:: Provided records

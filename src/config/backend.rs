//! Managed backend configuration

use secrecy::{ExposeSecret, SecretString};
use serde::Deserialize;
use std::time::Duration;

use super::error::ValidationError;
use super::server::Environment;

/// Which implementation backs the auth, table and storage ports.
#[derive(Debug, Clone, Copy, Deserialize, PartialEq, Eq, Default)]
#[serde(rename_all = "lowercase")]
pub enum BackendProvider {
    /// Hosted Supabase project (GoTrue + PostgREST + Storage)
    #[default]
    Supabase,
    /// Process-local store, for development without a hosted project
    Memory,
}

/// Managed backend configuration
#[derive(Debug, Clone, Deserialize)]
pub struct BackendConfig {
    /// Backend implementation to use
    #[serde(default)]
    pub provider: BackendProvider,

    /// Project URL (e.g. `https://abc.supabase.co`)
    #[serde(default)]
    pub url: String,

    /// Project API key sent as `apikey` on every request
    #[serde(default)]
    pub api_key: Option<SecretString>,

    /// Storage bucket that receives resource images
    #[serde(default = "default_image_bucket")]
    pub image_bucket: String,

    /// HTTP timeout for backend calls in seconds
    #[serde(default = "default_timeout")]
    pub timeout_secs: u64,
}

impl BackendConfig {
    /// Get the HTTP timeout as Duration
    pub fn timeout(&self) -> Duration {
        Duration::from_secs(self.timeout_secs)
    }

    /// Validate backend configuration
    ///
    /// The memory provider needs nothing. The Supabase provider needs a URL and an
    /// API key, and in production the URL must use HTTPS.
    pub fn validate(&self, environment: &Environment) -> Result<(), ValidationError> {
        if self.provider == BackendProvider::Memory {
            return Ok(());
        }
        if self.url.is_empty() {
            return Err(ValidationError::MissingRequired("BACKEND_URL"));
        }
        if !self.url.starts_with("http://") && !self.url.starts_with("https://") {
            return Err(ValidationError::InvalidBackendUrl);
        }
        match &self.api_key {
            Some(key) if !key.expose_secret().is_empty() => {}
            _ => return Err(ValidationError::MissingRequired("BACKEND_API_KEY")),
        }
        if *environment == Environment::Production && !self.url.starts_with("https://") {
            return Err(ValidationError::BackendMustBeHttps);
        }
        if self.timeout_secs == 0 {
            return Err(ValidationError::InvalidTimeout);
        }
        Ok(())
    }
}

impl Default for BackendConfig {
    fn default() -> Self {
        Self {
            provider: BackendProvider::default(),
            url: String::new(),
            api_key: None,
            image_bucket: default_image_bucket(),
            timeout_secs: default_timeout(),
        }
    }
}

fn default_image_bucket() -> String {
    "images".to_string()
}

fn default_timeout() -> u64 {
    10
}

::::
:: Provided records

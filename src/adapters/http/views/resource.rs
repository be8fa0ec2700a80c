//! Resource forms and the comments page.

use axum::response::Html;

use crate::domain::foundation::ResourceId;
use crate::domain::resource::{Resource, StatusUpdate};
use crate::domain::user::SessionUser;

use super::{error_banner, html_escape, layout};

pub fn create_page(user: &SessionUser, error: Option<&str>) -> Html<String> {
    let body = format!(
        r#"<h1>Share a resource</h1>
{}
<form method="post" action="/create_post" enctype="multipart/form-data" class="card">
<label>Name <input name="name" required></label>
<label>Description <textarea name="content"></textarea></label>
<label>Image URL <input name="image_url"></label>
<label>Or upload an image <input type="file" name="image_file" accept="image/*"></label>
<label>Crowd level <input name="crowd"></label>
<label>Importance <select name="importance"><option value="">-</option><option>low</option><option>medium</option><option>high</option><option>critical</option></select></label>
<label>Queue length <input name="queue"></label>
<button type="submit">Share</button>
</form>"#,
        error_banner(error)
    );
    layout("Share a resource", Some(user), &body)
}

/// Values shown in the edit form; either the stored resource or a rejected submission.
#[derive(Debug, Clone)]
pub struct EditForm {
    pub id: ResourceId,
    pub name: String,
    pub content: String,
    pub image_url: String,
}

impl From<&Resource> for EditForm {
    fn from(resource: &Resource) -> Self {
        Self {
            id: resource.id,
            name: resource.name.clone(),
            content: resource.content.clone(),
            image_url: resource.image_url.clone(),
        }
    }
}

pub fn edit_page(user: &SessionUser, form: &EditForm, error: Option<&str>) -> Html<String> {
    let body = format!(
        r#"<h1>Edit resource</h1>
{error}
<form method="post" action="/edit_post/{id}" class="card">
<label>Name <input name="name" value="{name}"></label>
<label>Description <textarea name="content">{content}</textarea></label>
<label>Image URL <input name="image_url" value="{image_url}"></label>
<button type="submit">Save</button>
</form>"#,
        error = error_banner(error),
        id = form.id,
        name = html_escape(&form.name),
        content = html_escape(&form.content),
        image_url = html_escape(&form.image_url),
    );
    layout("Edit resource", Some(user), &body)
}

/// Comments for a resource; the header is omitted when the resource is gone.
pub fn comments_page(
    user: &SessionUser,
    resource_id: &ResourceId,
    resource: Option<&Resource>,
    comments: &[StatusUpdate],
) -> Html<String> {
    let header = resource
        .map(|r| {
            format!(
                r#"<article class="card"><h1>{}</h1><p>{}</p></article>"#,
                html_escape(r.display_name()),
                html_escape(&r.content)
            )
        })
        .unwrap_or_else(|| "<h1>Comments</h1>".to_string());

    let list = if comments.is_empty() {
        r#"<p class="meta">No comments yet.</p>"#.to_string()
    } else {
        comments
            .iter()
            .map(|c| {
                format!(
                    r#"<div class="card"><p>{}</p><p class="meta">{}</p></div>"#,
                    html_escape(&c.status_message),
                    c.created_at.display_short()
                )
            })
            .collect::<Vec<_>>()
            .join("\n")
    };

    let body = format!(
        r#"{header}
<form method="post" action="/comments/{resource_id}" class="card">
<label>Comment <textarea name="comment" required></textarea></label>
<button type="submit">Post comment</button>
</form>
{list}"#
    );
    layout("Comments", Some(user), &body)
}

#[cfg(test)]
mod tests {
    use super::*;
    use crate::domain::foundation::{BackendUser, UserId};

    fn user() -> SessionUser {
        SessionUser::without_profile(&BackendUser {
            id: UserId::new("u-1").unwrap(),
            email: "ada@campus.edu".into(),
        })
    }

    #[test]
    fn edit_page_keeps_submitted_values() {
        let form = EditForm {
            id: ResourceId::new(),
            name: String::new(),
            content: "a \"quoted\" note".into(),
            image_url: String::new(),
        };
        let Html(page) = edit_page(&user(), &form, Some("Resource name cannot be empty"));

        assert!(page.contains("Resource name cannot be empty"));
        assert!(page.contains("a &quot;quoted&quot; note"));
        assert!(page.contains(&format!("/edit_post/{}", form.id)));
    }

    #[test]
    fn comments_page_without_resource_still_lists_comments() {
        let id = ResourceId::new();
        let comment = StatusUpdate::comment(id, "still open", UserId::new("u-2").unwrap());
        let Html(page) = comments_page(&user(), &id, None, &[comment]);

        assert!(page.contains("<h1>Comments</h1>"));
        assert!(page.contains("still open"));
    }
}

::::

[Instructions for the task]: Considering only the material above, set down every line from the one with "use std::time::Duration;" to the one with "must use HTTPS.", inclusive, exactly as written.

[Finished exercise]:
use std::time::Duration;

use super::error::ValidationError;
use super::server::Environment;

/// Which implementation backs the auth, table and storage ports.
#[derive(Debug, Clone, Copy, Deserialize, PartialEq, Eq, Default)]
#[serde(rename_all = "lowercase")]
pub enum BackendProvider {
    /// Hosted Supabase project (GoTrue + PostgREST + Storage)
    #[default]
    Supabase,
    /// Process-local store, for development without a hosted project
    Memory,
}

/// Managed backend configuration
#[derive(Debug, Clone, Deserialize)]
pub struct BackendConfig {
    /// Backend implementation to use
    #[serde(default)]
    pub provider: BackendProvider,

    /// Project URL (e.g. `https://abc.supabase.co`)
    #[serde(default)]
    pub url: String,

    /// Project API key sent as `apikey` on every request
    #[serde(default)]
    pub api_key: Option<SecretString>,

    /// Storage bucket that receives resource images
    #[serde(default = "default_image_bucket")]
    pub image_bucket: String,

    /// HTTP timeout for backend calls in seconds
    #[serde(default = "default_timeout")]
    pub timeout_secs: u64,
}

impl BackendConfig {
    /// Get the HTTP timeout as Duration
    pub fn timeout(&self) -> Duration {
        Duration::from_secs(self.timeout_secs)
    }

    /// Validate backend configuration
    ///
    /// The memory provider needs nothing. The Supabase provider needs a URL and an
    /// API key, and in production the URL must use HTTPS.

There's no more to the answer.